- Pai, pode ir na minha frente. Você é um carregador da tocha
olímpica.
A frase
é do Thiago, meu filho, nove anos. Estávamos no quarto do hotel, em João Pessoa,
na noite de sexta-feira. Iríamos lavar as mãos antes do jantar em família, já
que Patrícia, minha esposa, e Luca, meu filho mais novo, nos esperavam no
restaurante. Mas o gesto dele, representado por aquelas míseras 13 palavrinhas,
me obrigaram a mudar por completo o texto que imaginava escrever para vocês.
Não seria mais justo escrever apenas sobre o meu sentimento ao carregar o fogo
olímpico por 200 metros, em uma rua pouco iluminada do bairro Jardim Oceania, na
capital paraibana, no início da noite, a convite do Bradesco, um dos
patrocinadores do evento. A tal tocha tem mesmo muito poder! Eu, bem mais
racional do que passional, não fazia ideia da dimensão, apesar de trabalhar com
esporte há quase 20 anos.
A frase do meu filho ainda serviu como aperto de um botão no controle remoto.
Ele acionou o play e daí várias imagens do minuto da corrida resolveram passar
pelos meus olhos. "Sorria e segure firme a tocha", foram as instruções que
recebi ainda no ponto de encontro, com outros 18 carregadores. Acho que fui
aprovado nestes quesitos. Eu era o número 143. Mas estava curioso mesmo com as
reações do meu "sucessor", Thiago, xará do meu filho, com a tocha 144 presa em
um suporte na cadeira de rodas. E foi um sorriso genuíno, puro e tocante dado
por ele assim que viu o fogo que eu carregava acender o dele. Três sensações que
deveriam estar no topo da lista do tal espírito olímpico, cada vez mais
profissional e artificial.
"Vamos retribuir, pessoal", disse outro carregador, dentro do ônibus já na volta
do evento, após o ônibus fazer uma curva e se deparar com dezenas de pessoas
gritando, acenando e aplaudindo o comboio.
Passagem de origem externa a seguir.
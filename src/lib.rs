//! Key custody core for a self-custodial wallet
//!
//! A wallet's 32-byte master secret is split into three Shamir shares with
//! threshold 2. Share A lives in an exportable recovery file under a key
//! derived from the user's PIN and/or passphrase, share B lives on the device
//! under a device-resident key, and share C goes to a passkey/biometric vault
//! (with a backup copy in the recovery file). Any two shares rebuild the
//! wallet keypair.
//!
//! # Quick Start
//!
//! ```
//! use keycustody::{
//!     create_wallet, generate_device_key, recover_wallet, CreateWalletRequest, CustodyConfig,
//!     KdfParams, RecoveryFileObject, UnlockPath, UserCredentials,
//! };
//!
//! let config = CustodyConfig::new()
//!     .with_kdf(KdfParams::Pbkdf2Sha256 { iterations: 2_000 })
//!     .unwrap();
//! let device_key = generate_device_key("new-wallet").unwrap();
//!
//! let request = CreateWalletRequest::new("04:A2:1F:9C", &device_key).with_pin("483920");
//! let created = create_wallet(&request, &config).unwrap();
//!
//! // Export and re-import the recovery file
//! let exported = created.recovery_file.to_json().unwrap();
//! let imported = RecoveryFileObject::from_json(&exported).unwrap();
//!
//! let path = UnlockPath::FileWithCredentials {
//!     recovery_file: &imported,
//!     credentials: UserCredentials::pin("483920"),
//!     passkey_share: None,
//! };
//! let recovered = recover_wallet(&path, &created.profile).unwrap();
//! assert_eq!(recovered.address, created.address);
//! ```

mod artifacts;
mod config;
mod creation;
mod envelope;
mod error;
mod finite_field;
mod identity;
mod kdf;
mod random;
mod recovery;
mod shamir;
mod storage;

pub use artifacts::{
    AuthPolicy, BackupShareSlot, CustodyLocation, DEVICE_OBJECT_SCHEMA, DeviceRecoveryObject,
    DeviceShareSlot, FileShareSlot, PasskeyMetadata, RECOVERY_FILE_SCHEMA, RecoveryFileObject,
    SHARE_A_INDEX, SHARE_B_INDEX, SHARE_C_INDEX, SHARE_C_ROLE, WalletProfile,
};
pub use config::{CustodyConfig, SplitMode};
pub use creation::{CreateWalletRequest, CreatedWallet, create_wallet};
pub use envelope::{
    AeadAlgorithm, ENVELOPE_VERSION, EncryptedEnvelope, PROTOCOL_TAG, XNONCE_LEN,
    associated_data_for, decrypt, encrypt, share_associated_data,
};
pub use error::{CustodyError, Result, WRONG_CREDENTIAL_MESSAGE};
pub use finite_field::FiniteField;
pub use identity::{
    MASTER_SECRET_LEN, WalletKeypair, address_from_public_key, hash_card_id, normalize_card_id,
};
pub use kdf::{
    DEFAULT_PBKDF2_ITERATIONS, DeviceKey, FALLBACK_PBKDF2_ITERATIONS, KEY_LEN, KdfEnvelope,
    KdfParams, SALT_LEN, SymmetricKey, derive_user_key, generate_device_key, generate_salt,
};
pub use recovery::{RecoveredWallet, UnlockPath, UserCredentials, recover_wallet};
pub use shamir::{ShamirShare, ShamirShareBuilder, Share, WALLET_SHARE_COUNT, WALLET_THRESHOLD};
pub use storage::{FileWalletStore, MemoryWalletStore, StoreKey, WalletRegistry, WalletStore};

// Re-export common types for convenience
pub mod prelude {
    pub use super::{
        CreateWalletRequest, CustodyConfig, CustodyError, DeviceKey, DeviceRecoveryObject,
        RecoveryFileObject, Result, ShamirShare, Share, UnlockPath, UserCredentials,
        WalletProfile, WalletRegistry, WalletStore, create_wallet, recover_wallet,
    };
}

#[cfg(test)]
mod tests {
    use super::*;
    use tempfile::tempdir;

    fn fast_config() -> CustodyConfig {
        CustodyConfig::new()
            .with_kdf(KdfParams::Pbkdf2Sha256 { iterations: 2_000 })
            .unwrap()
    }

    #[test]
    fn test_full_workflow_through_file_store() -> Result<()> {
        let temp_dir = tempdir()?;
        let mut registry = WalletRegistry::new(FileWalletStore::new(temp_dir.path())?);

        let device_key = generate_device_key("pending")?;
        let request = CreateWalletRequest::new("04:A2:1F:9C", &device_key).with_pin("483920");
        let created = create_wallet(&request, &fast_config())?;
        registry.persist_created_wallet(&created, &device_key)?;

        // A later session only has the store and the scanned card
        let profile = registry
            .find_by_card("04a2 1f9c")?
            .expect("card should map to the wallet");
        let device_object = registry.load_device_object(&profile.wallet_id)?.unwrap();
        let stored_key = registry.load_device_key(&profile.wallet_id)?.unwrap();
        let recovery_file = registry.load_recovery_file(&profile.wallet_id)?.unwrap();

        let path = UnlockPath::FileWithDevice {
            recovery_file: &recovery_file,
            credentials: UserCredentials::pin("483920"),
            device_object: &device_object,
            device_key: &stored_key,
        };
        let recovered = recover_wallet(&path, &profile)?;
        assert_eq!(recovered.address, created.address);

        Ok(())
    }

    #[test]
    fn test_error_handling() {
        assert!(matches!(
            ShamirShare::builder(2, 3).build(),
            Err(CustodyError::InvalidParameters(_))
        ));

        let mut shamir = ShamirShare::builder(3, 2).build().unwrap();
        let shares = shamir.split(b"test").unwrap();
        assert!(matches!(
            ShamirShare::combine(&shares[0..1]),
            Err(CustodyError::InvalidShares(_))
        ));
    }
}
Ele tinha razão.
No meu grupo estava ainda o vice-campeão olímpico Zé Marco, parceiro de Emanuel
no torneio de vôlei de praia dos Jogos de Sydney-2000. Um sujeito acostumado com
o turbilhão de emoções de vencer ou perder um jogo decisivo. Um esportista
habituado com fãs, autógrafos, fotos e que ainda assim ainda fica com olhos
marejados ao ser aplaudido dentro do ônibus antes de correr os 200 metros com a
tocha. Apenas a comprovação de que todos os atletas olímpicos em atividade e os
já aposentados deveriam ter a mesma oportunidade de Zé Marco...
O dia 3 de junho já acabou. Mas será eterno na memória dos Thiagos, do Luca, da
Patrícia, do Zé Marco, do Daniel e de tantos outros.